### EXERCISE OBJECTIVE
Whenever a line below includes the word "collect", copy that line.

Data excerpts
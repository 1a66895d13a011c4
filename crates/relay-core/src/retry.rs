use std::time::Duration;

use tokio_retry::strategy::ExponentialBackoff;

/// Attempt budget and exponential backoff for outbound HTTP calls.
#[derive(Clone, Copy, Debug, PartialEq, Eq)]
pub struct RetryPolicy {
    /// Total attempts per logical call, including the first.
    pub attempts: usize,
    /// Delay before the first retry; doubles on each further retry.
    pub base_delay: Duration,
    pub max_delay: Duration,
}

impl RetryPolicy {
    pub const fn new(attempts: usize, base_delay: Duration, max_delay: Duration) -> Self {
        Self {
            attempts,
            base_delay,
            max_delay,
        }
    }

    /// Delays between attempts: `base, 2*base, 4*base, ...` capped at `max_delay`.
    pub fn backoff(&self) -> impl Iterator<Item = Duration> {
        // ExponentialBackoff yields `2^n * factor` milliseconds.
        let factor = (self.base_delay.as_millis() as u64 / 2).max(1);
        ExponentialBackoff::from_millis(2)
            .factor(factor)
            .max_delay(self.max_delay)
            .take(self.attempts.saturating_sub(1))
    }
}

#[cfg(test)]
mod tests {
    use super::*;

    #[test]
    fn backoff_doubles_and_caps() {
        let policy = RetryPolicy::new(5, Duration::from_secs(2), Duration::from_secs(10));
        let delays: Vec<_> = policy.backoff().collect();
        assert_eq!(
            delays,
            vec![
                Duration::from_secs(2),
                Duration::from_secs(4),
                Duration::from_secs(8),
                Duration::from_secs(10),
            ]
        );
    }

    #[test]
    fn three_attempts_means_two_waits() {
        let policy = RetryPolicy::new(3, Duration::from_secs(1), Duration::from_secs(5));
        assert_eq!(
            policy.backoff().collect::<Vec<_>>(),
            vec![Duration::from_secs(1), Duration::from_secs(2)]
        );
    }
}
//! Slack adapter (team alerts).
//!
//! Posts plain mrkdwn messages to an incoming webhook. A missing or
//! non-Slack webhook URL turns the notifier into a logged no-op.

use std::time::Duration;

use async_trait::async_trait;
use serde_json::json;
use tokio_retry::Retry;
use tracing::{error, info, warn};

use relay_core::{
    config::Config, errors::Error, ports::TeamNotifier, retry::RetryPolicy, Result,
};

const SLACK_WEBHOOK_HOST: &str = "hooks.slack.com";

#[derive(Clone, Debug)]
pub struct SlackConfig {
    pub webhook_url: Option<String>,
    pub request_timeout: Duration,
    pub retry: RetryPolicy,
}

impl SlackConfig {
    pub fn from_config(cfg: &Config) -> Self {
        let webhook_url = match cfg.slack_webhook_url.as_deref() {
            Some(url) if url.contains(SLACK_WEBHOOK_HOST) => Some(url.to_string()),
            Some(_) => {
                warn!("SLACK_WEBHOOK_URL is not a Slack webhook, alerts disabled");
                None
            }
            None => None,
        };
        Self {
            webhook_url,
            request_timeout: Duration::from_secs(10),
            retry: RetryPolicy::new(3, Duration::from_secs(1), Duration::from_secs(5)),
        }
    }
}

#[derive(Debug, thiserror::Error)]
pub enum SlackError {
    #[error("webhook request error: {0}")]
    Transport(#[from] reqwest::Error),

    #[error("webhook returned {status}: {body}")]
    Rejected {
        status: reqwest::StatusCode,
        body: String,
    },
}

#[derive(Clone, Debug)]
pub struct SlackNotifier {
    cfg: SlackConfig,
    http: reqwest::Client,
}

impl SlackNotifier {
    pub fn new(cfg: SlackConfig) -> Result<Self> {
        let http = reqwest::Client::builder()
            .timeout(cfg.request_timeout)
            .build()
            .map_err(|e| Error::External(format!("slack http client error: {e}")))?;
        Ok(Self { cfg, http })
    }

    pub fn is_configured(&self) -> bool {
        self.cfg.webhook_url.is_some()
    }

    /// Post `text` once. Slack acknowledges with `200` and the body `ok`.
    async fn post(&self, url: &str, text: &str) -> std::result::Result<(), SlackError> {
        let payload = json!({ "text": text, "mrkdwn": true });
        let resp = self.http.post(url).json(&payload).send().await?;
        let status = resp.status();
        let body = resp.text().await.unwrap_or_default();
        if status == reqwest::StatusCode::OK && body.trim() == "ok" {
            Ok(())
        } else {
            Err(SlackError::Rejected {
                status,
                body: body.chars().take(200).collect(),
            })
        }
    }
}

#[async_trait]
impl TeamNotifier for SlackNotifier {
    async fn notify(&self, text: &str) -> bool {
        let Some(url) = self.cfg.webhook_url.as_deref() else {
            warn!("Slack webhook URL not configured, skipping notification");
            return true;
        };

        let result = Retry::spawn(self.cfg.retry.backoff(), || async {
            let outcome = self.post(url, text).await;
            if let Err(e) = &outcome {
                warn!("slack notification attempt failed: {e}");
            }
            outcome
        })
        .await;

        match result {
            Ok(()) => {
                info!("sent alert to Slack");
                true
            }
            Err(e) => {
                error!("failed to send Slack notification: {e}");
                false
            }
        }
    }
}
use std::{env, path::PathBuf, time::Duration};

use tracing::warn;

use crate::{errors::Error, Result};

/// Typed configuration for the relay.
#[derive(Clone, Debug)]
pub struct Config {
    // Telegram
    pub telegram_bot_token: String,
    /// Handle the bot answers to, without the leading `@`.
    pub bot_username: String,
    pub accept_private_chats: bool,

    // Zendesk
    pub zendesk_subdomain: String,
    pub zendesk_email: String,
    pub zendesk_api_token: String,
    pub zendesk_group_id: Option<u64>,
    pub zendesk_tags: Vec<String>,
    pub requester_email_domain: String,

    // Slack
    pub slack_webhook_url: Option<String>,

    // State
    pub state_file: PathBuf,

    // Intake limits
    pub max_message_length: usize,
    pub rate_limit_window: Duration,

    // Monitoring
    pub poll_interval: Duration,
    pub recovery_delay: Duration,
    pub recovery_stagger: Duration,
}

impl Config {
    /// Load from the process environment, reading `.env` first unless
    /// `ENV=production`. Existing variables are never overridden.
    pub fn load() -> Result<Self> {
        if env::var("ENV").ok().as_deref() != Some("production") {
            let _ = dotenvy::dotenv();
        }
        Self::from_lookup(|key| env::var(key).ok())
    }

    pub fn from_lookup(lookup: impl Fn(&str) -> Option<String>) -> Result<Self> {
        let get = |key: &str| lookup(key).and_then(non_empty);

        let mut missing = Vec::new();
        let mut required = |key: &'static str| {
            get(key).unwrap_or_else(|| {
                missing.push(key);
                String::new()
            })
        };
        let telegram_bot_token = required("TELEGRAM_BOT_TOKEN");
        let zendesk_subdomain = required("ZENDESK_SUBDOMAIN");
        let zendesk_email = required("ZENDESK_EMAIL");
        let zendesk_api_token = required("ZENDESK_API_TOKEN");
        if !missing.is_empty() {
            return Err(Error::Config(format!(
                "missing required environment variables: {}",
                missing.join(", ")
            )));
        }

        let bot_username = get("BOT_USERNAME")
            .map(|s| s.trim().trim_start_matches('@').to_string())
            .unwrap_or_else(|| "my_bot".to_string());

        let zendesk_group_id = get("ZENDESK_GROUP_ID").and_then(|raw| {
            match raw.trim().parse::<u64>() {
                Ok(v) => Some(v),
                Err(_) => {
                    warn!(value = %raw, "invalid ZENDESK_GROUP_ID, ignoring");
                    None
                }
            }
        });
        let zendesk_tags = parse_csv(
            &get("ZENDESK_TAGS").unwrap_or_else(|| "from_telegram,auto_created".to_string()),
        );
        let requester_email_domain =
            get("REQUESTER_EMAIL_DOMAIN").unwrap_or_else(|| "yourcompany.fake".to_string());

        let slack_webhook_url = get("SLACK_WEBHOOK_URL");

        let state_file =
            PathBuf::from(get("STATE_FILE").unwrap_or_else(|| "bot_state.json".to_string()));

        let max_message_length = parse_num(get("MAX_MESSAGE_LENGTH")).unwrap_or(1000);
        let rate_limit_window = Duration::from_secs(parse_num(get("RATE_LIMIT_WINDOW")).unwrap_or(20));
        let poll_interval = Duration::from_secs(parse_num(get("POLL_INTERVAL")).unwrap_or(15));
        let recovery_delay =
            Duration::from_millis(parse_num(get("RECOVERY_DELAY_MS")).unwrap_or(1000));
        let recovery_stagger =
            Duration::from_millis(parse_num(get("RECOVERY_STAGGER_MS")).unwrap_or(250));
        let accept_private_chats = get("ACCEPT_PRIVATE_CHATS")
            .map(|s| parse_bool(&s))
            .unwrap_or(false);

        Ok(Self {
            telegram_bot_token,
            bot_username,
            accept_private_chats,
            zendesk_subdomain,
            zendesk_email,
            zendesk_api_token,
            zendesk_group_id,
            zendesk_tags,
            requester_email_domain,
            slack_webhook_url,
            state_file,
            max_message_length,
            rate_limit_window,
            poll_interval,
            recovery_delay,
            recovery_stagger,
        })
    }
}

fn parse_bool(s: &str) -> bool {
    matches!(
        s.trim().to_lowercase().as_str(),
        "1" | "true" | "yes" | "on"
    )
}

fn parse_num<T: std::str::FromStr>(v: Option<String>) -> Option<T> {
    v.and_then(|s| s.trim().parse::<T>().ok())
}

fn parse_csv(v: &str) -> Vec<String> {
    v.split(',')
        .map(|s| s.trim())
        .filter(|s| !s.is_empty())
        .map(|s| s.to_string())
        .collect()
}

fn non_empty(s: String) -> Option<String> {
    if s.trim().is_empty() {
        None
    } else {
        Some(s)
    }
}
/// Core error type for the relay.
///
/// Adapter crates map their specific errors into this type when a failure has
/// to cross a port boundary as an error rather than as an absent result.
#[derive(Debug, thiserror::Error)]
pub enum Error {
    #[error("config error: {0}")]
    Config(String),

    #[error("i/o error: {0}")]
    Io(#[from] std::io::Error),

    #[error("json error: {0}")]
    Json(#[from] serde_json::Error),

    #[error("external error: {0}")]
    External(String),
}

pub type Result<T> = std::result::Result<T, Error>;
//! Keyword-based request categories.

/// Ticket category, in precedence order: when keywords of several categories
/// match, the first declared wins.
#[derive(Clone, Copy, Debug, PartialEq, Eq)]
pub enum Category {
    Deposit,
    Withdrawal,
    Login,
    Bug,
    Other,
}

const KEYWORDS: &[(Category, &[&str])] = &[
    (
        Category::Deposit,
        &["deposit", "депозит", "внести", "пополнить", "top up", "fund"],
    ),
    (
        Category::Withdrawal,
        &["withdraw", "вывод", "снять", "вывести", "cash out", "withdrawal"],
    ),
    (
        Category::Login,
        &["login", "логин", "войти", "авторизация", "не могу зайти", "пароль"],
    ),
    (
        Category::Bug,
        &["bug", "ошибка", "сломалось", "не работает", "crash", "падает"],
    ),
    (
        Category::Other,
        &["help", "помощь", "support", "поддержка", "вопрос"],
    ),
];

impl Category {
    pub fn label(self) -> &'static str {
        match self {
            Category::Deposit => "Deposit",
            Category::Withdrawal => "Withdrawal",
            Category::Login => "Login",
            Category::Bug => "Bug",
            Category::Other => "Other",
        }
    }
}

impl std::fmt::Display for Category {
    fn fmt(&self, f: &mut std::fmt::Formatter<'_>) -> std::fmt::Result {
        f.write_str(self.label())
    }
}

pub fn classify(text: &str) -> Category {
    let lower = text.to_lowercase();
    KEYWORDS
        .iter()
        .find(|(_, words)| words.iter().any(|w| lower.contains(w)))
        .map(|(category, _)| *category)
        .unwrap_or(Category::Other)
}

### RESPONSE AREA
        let delays: Vec<_> = policy.backoff().collect();
            policy.backoff().collect::<Vec<_>>(),
                body: body.chars().take(200).collect(),
        .collect()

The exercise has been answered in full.